Obtain or grow gourds.
Mix a bleach solution of one part bleach and 10 parts water and wash the gourds in it. Dry them.
Store the gourds on newspaper in a warm, dry spot like an attic for three to six months, turning them frequently.
Clean the gourds often with the bleach solution, wiping off the mold that will develop. If a gourd softens or wrinkles, discard it.
Shake the gourds occasionally to see if they are cured. If seeds rattle, a gourd is ready.
Prepare the Gourds
Soak the gourds in soap and hot water for 15 minutes.
Scrape the gourds with the knife to remove the outer skin and remaining mold.
Rub the gourds thoroughly with steel wool.
Rinse the gourds and allow them to dry completely.
Make the House
Drill a 2 1/8-inch hole in the most concave part of each gourd so that the opening faces directly out---not up or down.
Drill seven holes spaced about 2 inches apart for drainage in the bottom of each gourd, using a 5/16-inch bit.
Drill four equally-spaced holes with the 5/16 bit 2 inches from the top of each gourd. Using the opening as the front, two holes should be on the gourd's front and back, with the other two holes on either side.
Scrape out the inside of the gourds with the spoon or, if this proves difficult, soak the gourds for a few hours.
Soak the gourds in wood preservative for 15 minutes.

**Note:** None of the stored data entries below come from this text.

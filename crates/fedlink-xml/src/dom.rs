//! Owned element trees for opaque subtree pass-through.
//!
//! Protocol messages embed content the streaming parsers deliberately do
//! not interpret: `dsig:Signature` blocks, XACML request payloads,
//! encrypted assertions, metadata extensions. Those subtrees are captured
//! into this owned DOM by [`XmlCursor::dom_element`](crate::XmlCursor::dom_element)
//! and written back out with structure, prefixes, and namespace
//! declarations intact. Whitespace-only text between elements is not
//! preserved, so the rewrite is structurally faithful rather than
//! byte-identical; signature validation always runs on the original
//! document string, never on a rewritten subtree.

use fedlink_core::ProcessingResult;

use crate::cursor::XmlAttribute;
use crate::qname::QName;
use crate::writer::XmlWriter;

/// A namespace declaration (`xmlns` or `xmlns:prefix`) on an element.
#[derive(Debug, Clone, PartialEq, Eq)]
pub struct NamespaceDecl {
    /// `None` for the default namespace declaration.
    pub prefix: Option<String>,
    /// The declared namespace URI.
    pub uri: String,
}

/// A node in an owned subtree.
#[derive(Debug, Clone, PartialEq)]
pub enum DomNode {
    /// A child element.
    Element(DomElement),
    /// Character data.
    Text(String),
}

/// An owned element with its full subtree.
#[derive(Debug, Clone, PartialEq)]
pub struct DomElement {
    /// Resolved element name.
    pub name: QName,
    /// Prefix as written in the source document.
    pub prefix: Option<String>,
    /// Ordinary attributes in document order.
    pub attributes: Vec<XmlAttribute>,
    /// Namespace declarations carried on this element.
    pub namespaces: Vec<NamespaceDecl>,
    /// Child nodes in document order.
    pub children: Vec<DomNode>,
}

impl DomElement {
    /// Returns the element name as written, prefix included.
    #[must_use]
    pub fn qualified_name(&self) -> String {
        match &self.prefix {
            Some(p) => format!("{p}:{}", self.name.local_name),
            None => self.name.local_name.clone(),
        }
    }

    /// Returns the value of an unqualified attribute.
    #[must_use]
    pub fn attribute(&self, local_name: &str) -> Option<&str> {
        self.attributes
            .iter()
            .find(|a| a.name.namespace_uri.is_empty() && a.name.local_name == local_name)
            .map(|a| a.value.as_str())
    }

    /// Depth-first search for the first descendant element with the given
    /// resolved name. Does not match `self`.
    #[must_use]
    pub fn find(&self, namespace_uri: &str, local_name: &str) -> Option<&DomElement> {
        for child in &self.children {
            if let DomNode::Element(el) = child {
                if el.name.matches(namespace_uri, local_name) {
                    return Some(el);
                }
                if let Some(found) = el.find(namespace_uri, local_name) {
                    return Some(found);
                }
            }
        }
        None
    }

    /// Concatenated direct text content of this element, trimmed.
    #[must_use]
    pub fn text(&self) -> String {
        let mut out = String::new();
        for child in &self.children {
            if let DomNode::Text(t) = child {
                out.push_str(t);
            }
        }
        out.trim().to_string()
    }

    /// Serializes the subtree back to XML.
    pub fn to_xml(&self) -> ProcessingResult<String> {
        let mut writer = XmlWriter::new(Vec::new());
        writer.write_dom(self)?;
        writer.into_string()
    }
}

// Captured subtrees serialize as their XML text so protocol objects that
// carry opaque content stay serde-friendly.
impl serde::Serialize for DomElement {
    fn serialize<S: serde::Serializer>(&self, serializer: S) -> Result<S::Ok, S::Error> {
        let xml = self.to_xml().map_err(serde::ser::Error::custom)?;
        serializer.serialize_str(&xml)
    }
}

impl<'de> serde::Deserialize<'de> for DomElement {
    fn deserialize<D: serde::Deserializer<'de>>(deserializer: D) -> Result<Self, D::Error> {
        let xml = <String as serde::Deserialize>::deserialize(deserializer)?;
        crate::XmlCursor::new(&xml)
            .dom_element()
            .map_err(serde::de::Error::custom)
    }
}

#[cfg(test)]
mod tests {
    use super::*;
    use crate::XmlCursor;

    const SIG: &str = r##"<dsig:Signature xmlns:dsig="http://www.w3.org/2000/09/xmldsig#">
        <dsig:SignedInfo>
            <dsig:Reference URI="#ID_1"/>
        </dsig:SignedInfo>
        <dsig:SignatureValue>AbCd==</dsig:SignatureValue>
    </dsig:Signature>"##;

    fn capture(xml: &str) -> DomElement {
        XmlCursor::new(xml).dom_element().unwrap()
    }

    #[test]
    fn find_descends() {
        let dom = capture(SIG);
        let reference = dom
            .find("http://www.w3.org/2000/09/xmldsig#", "Reference")
            .unwrap();
        assert_eq!(reference.attribute("URI"), Some("#ID_1"));
        assert!(dom.find("http://www.w3.org/2000/09/xmldsig#", "KeyInfo").is_none());
    }

    #[test]
    fn text_trims() {
        let dom = capture(SIG);
        let value = dom
            .find("http://www.w3.org/2000/09/xmldsig#", "SignatureValue")
            .unwrap();
        assert_eq!(value.text(), "AbCd==");
    }

    #[test]
    fn serialization_keeps_prefixes() {
        let dom = capture(SIG);
        let xml = dom.to_xml().unwrap();
        assert!(xml.starts_with("<dsig:Signature"));
        assert!(xml.contains(r#"xmlns:dsig="http://www.w3.org/2000/09/xmldsig#""#));
        assert!(xml.contains(r##"<dsig:Reference URI="#ID_1">"##));
    }
}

Hang the gourds to dry for several days.
Sand the gourds until smooth.
Prime the gourds and allow them to dry.
Paint the gourds with two coats of paint, making sure not to block the holes.
Thread the wire through one set of the opposite holes drilled at the neck.
String a support line 10 to 15 feet off the ground.
Hang the gourds from the support line with entrance holes facing the most open area. Make sure gourds can only swing in one back-and-forth direction and that no gourds can swing 360 degrees.